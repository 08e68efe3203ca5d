use serde::{Deserialize, Serialize};

use crate::session::{ClarificationOptions, Message};

/// Body of the primary `POST /chat` request.
#[derive(Debug, Clone, Serialize)]
pub struct ChatRequestBody {
    pub history: Vec<Message>,
    pub model: String,
    #[serde(rename = "chatId")]
    pub chat_id: String,
    #[serde(skip_serializing_if = "Option::is_none")]
    pub action: Option<serde_json::Value>,
}

/// Prompt + aspect ratio resolved by the backend for an image generation.
#[derive(Debug, Clone, PartialEq, Deserialize)]
pub struct ImageGenPayload {
    pub english_prompt: String,
    #[serde(default)]
    pub aspect_ratio: Option<String>,
}

/// One decoded record from the chat stream.
#[derive(Debug, Clone, PartialEq)]
pub enum StreamRecord {
    /// Incremental text fragment.
    Text(String),
    GenerateImage(ImageGenPayload),
    GenerateImageWithText {
        text: String,
        payload: ImageGenPayload,
        follow_up_text: Option<String>,
    },
    ClarifyAction {
        question: String,
        options: ClarificationOptions,
    },
    EditImage {
        prompt: String,
    },
    /// Server-reported error; terminal for the turn.
    Error(String),
}

#[derive(Debug, Deserialize)]
struct RawRecord {
    #[serde(default)]
    intent: Option<String>,
    #[serde(default)]
    error: Option<serde_json::Value>,
    #[serde(default)]
    candidates: Option<Vec<Candidate>>,
    #[serde(default)]
    english_prompt: Option<String>,
    #[serde(default)]
    aspect_ratio: Option<String>,
    #[serde(default)]
    text: Option<String>,
    #[serde(default)]
    image_generation_payload: Option<ImageGenPayloadRaw>,
    #[serde(default)]
    follow_up_text: Option<String>,
    #[serde(default)]
    question: Option<String>,
    #[serde(default)]
    options: Option<ClarificationOptions>,
    #[serde(default)]
    prompt: Option<String>,
}

#[derive(Debug, Deserialize)]
struct ImageGenPayloadRaw {
    english_prompt: Option<String>,
    #[serde(default)]
    aspect_ratio: Option<String>,
}

#[derive(Debug, Deserialize)]
struct Candidate {
    #[serde(default)]
    content: Option<CandidateContent>,
}

#[derive(Debug, Deserialize)]
struct CandidateContent {
    #[serde(default)]
    parts: Vec<CandidatePart>,
}

#[derive(Debug, Deserialize)]
struct CandidatePart {
    #[serde(default)]
    text: Option<String>,
}

fn error_message(value: serde_json::Value) -> String {
    value
        .get("message")
        .and_then(serde_json::Value::as_str)
        .map(str::to_string)
        .unwrap_or_else(|| value.to_string())
}

impl StreamRecord {
    /// Interpret one record payload. Records with an unknown intent, or ones
    /// missing the fields their intent requires, are skipped with a warning
    /// like any other malformed record.
    pub fn from_payload(payload: &str) -> Option<Self> {
        let raw: RawRecord = super::decoder::parse_record(payload)?;

        if let Some(intent) = raw.intent.as_deref() {
            return match intent {
                "generate_image" => match raw.english_prompt {
                    Some(english_prompt) => Some(Self::GenerateImage(ImageGenPayload {
                        english_prompt,
                        aspect_ratio: raw.aspect_ratio,
                    })),
                    None => {
                        log::warn!("generate_image record missing english_prompt, skipping");
                        None
                    }
                },
                "generate_image_with_text" => {
                    let payload = raw.image_generation_payload.and_then(|p| {
                        Some(ImageGenPayload {
                            english_prompt: p.english_prompt?,
                            aspect_ratio: p.aspect_ratio,
                        })
                    });
                    match payload {
                        Some(payload) => Some(Self::GenerateImageWithText {
                            text: raw.text.unwrap_or_default(),
                            payload,
                            follow_up_text: raw.follow_up_text,
                        }),
                        None => {
                            log::warn!(
                                "generate_image_with_text record missing generation payload, skipping"
                            );
                            None
                        }
                    }
                }
                "clarify_action" => Some(Self::ClarifyAction {
                    question: raw.question.unwrap_or_default(),
                    options: raw.options.unwrap_or_default(),
                }),
                "edit_image" => match raw.prompt {
                    Some(prompt) => Some(Self::EditImage { prompt }),
                    None => {
                        log::warn!("edit_image record missing prompt, skipping");
                        None
                    }
                },
                other => {
                    log::warn!("Unrecognized stream intent '{}', skipping", other);
                    None
                }
            };
        }

        if let Some(error) = raw.error {
            return Some(Self::Error(error_message(error)));
        }

        if let Some(candidates) = raw.candidates {
            let fragment = candidates
                .into_iter()
                .next()
                .and_then(|c| c.content)
                .and_then(|c| c.parts.into_iter().next())
                .and_then(|p| p.text)?;
            return Some(Self::Text(fragment));
        }

        None
    }
}

/// Progress notifications emitted while a turn runs. Exactly one of
/// `Completed`, `Stopped`, or `Failed` closes the sequence.
#[derive(Debug, Clone, Serialize)]
#[serde(tag = "type", rename_all = "camelCase")]
pub enum TurnUpdate {
    /// Full accumulated text so far (not a fragment), ready to render.
    Delta { text: String },
    /// Human-readable status line for a delegated workflow step.
    Status { message: String },
    /// Generation progress from the push channel.
    Progress { index: u32, length: u32 },
    /// Terminal: the final message was committed at the placeholder index.
    Completed {
        index: usize,
        message: Box<Message>,
    },
    /// Terminal: the turn ended with nothing to persist.
    CompletedEmpty,
    /// Terminal: the user stopped the turn. Neutral, not an error.
    Stopped,
    /// Terminal: the turn failed; rendered at the placeholder position.
    Failed { error: super::error::ChatError },
}

#[cfg(test)]
mod tests {
    use super::*;

    #[test]
    fn test_candidates_record() {
        let record = StreamRecord::from_payload(
            r#"{"candidates":[{"content":{"parts":[{"text":"Hel"}]}}]}"#,
        )
        .unwrap();
        assert_eq!(record, StreamRecord::Text("Hel".to_string()));
    }

    #[test]
    fn test_generate_image_record() {
        let record = StreamRecord::from_payload(
            r#"{"intent":"generate_image","english_prompt":"a cat","aspect_ratio":"9:16"}"#,
        )
        .unwrap();
        match record {
            StreamRecord::GenerateImage(payload) => {
                assert_eq!(payload.english_prompt, "a cat");
                assert_eq!(payload.aspect_ratio.as_deref(), Some("9:16"));
            }
            other => panic!("unexpected record: {:?}", other),
        }
    }

    #[test]
    fn test_generate_image_with_text_record() {
        let record = StreamRecord::from_payload(
            r#"{"intent":"generate_image_with_text","text":"Here you go:","image_generation_payload":{"english_prompt":"a dog","aspect_ratio":"1:1"},"follow_up_text":"Want another?"}"#,
        )
        .unwrap();
        match record {
            StreamRecord::GenerateImageWithText {
                text,
                payload,
                follow_up_text,
            } => {
                assert_eq!(text, "Here you go:");
                assert_eq!(payload.english_prompt, "a dog");
                assert_eq!(follow_up_text.as_deref(), Some("Want another?"));
            }
            other => panic!("unexpected record: {:?}", other),
        }
    }

    #[test]
    fn test_clarify_action_record() {
        let record = StreamRecord::from_payload(
            r#"{"intent":"clarify_action","question":"Edit or regenerate?","options":{"edit":{"label":"Edit","actionPayload":{"intent":"edit_image","prompt":"make it blue"}},"regenerate":{"label":"Regenerate","actionPayload":{"intent":"regenerate_with_enhancement"}}}}"#,
        )
        .unwrap();
        match record {
            StreamRecord::ClarifyAction { question, options } => {
                assert_eq!(question, "Edit or regenerate?");
                assert_eq!(options.len(), 2);
                assert_eq!(options["edit"].label, "Edit");
            }
            other => panic!("unexpected record: {:?}", other),
        }
    }

    #[test]
    fn test_error_record_shapes() {
        assert_eq!(
            StreamRecord::from_payload(r#"{"error":{"message":"quota exceeded"}}"#).unwrap(),
            StreamRecord::Error("quota exceeded".to_string())
        );
        assert_eq!(
            StreamRecord::from_payload(r#"{"error":"boom"}"#).unwrap(),
            StreamRecord::Error("\"boom\"".to_string())
        );
    }

    #[test]
    fn test_unknown_intent_and_empty_records_skipped() {
        assert!(StreamRecord::from_payload(r#"{"intent":"dance"}"#).is_none());
        assert!(StreamRecord::from_payload(r#"{"intent":"generate_image"}"#).is_none());
        assert!(StreamRecord::from_payload(r#"{"unrelated":true}"#).is_none());
    }
}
++++
# [What is needed]
All lines in the records above that contain "ClarifyAction" are to be reported.

# [Result]
    ClarifyAction {
                "clarify_action" => Some(Self::ClarifyAction {
            StreamRecord::ClarifyAction { question, options } => {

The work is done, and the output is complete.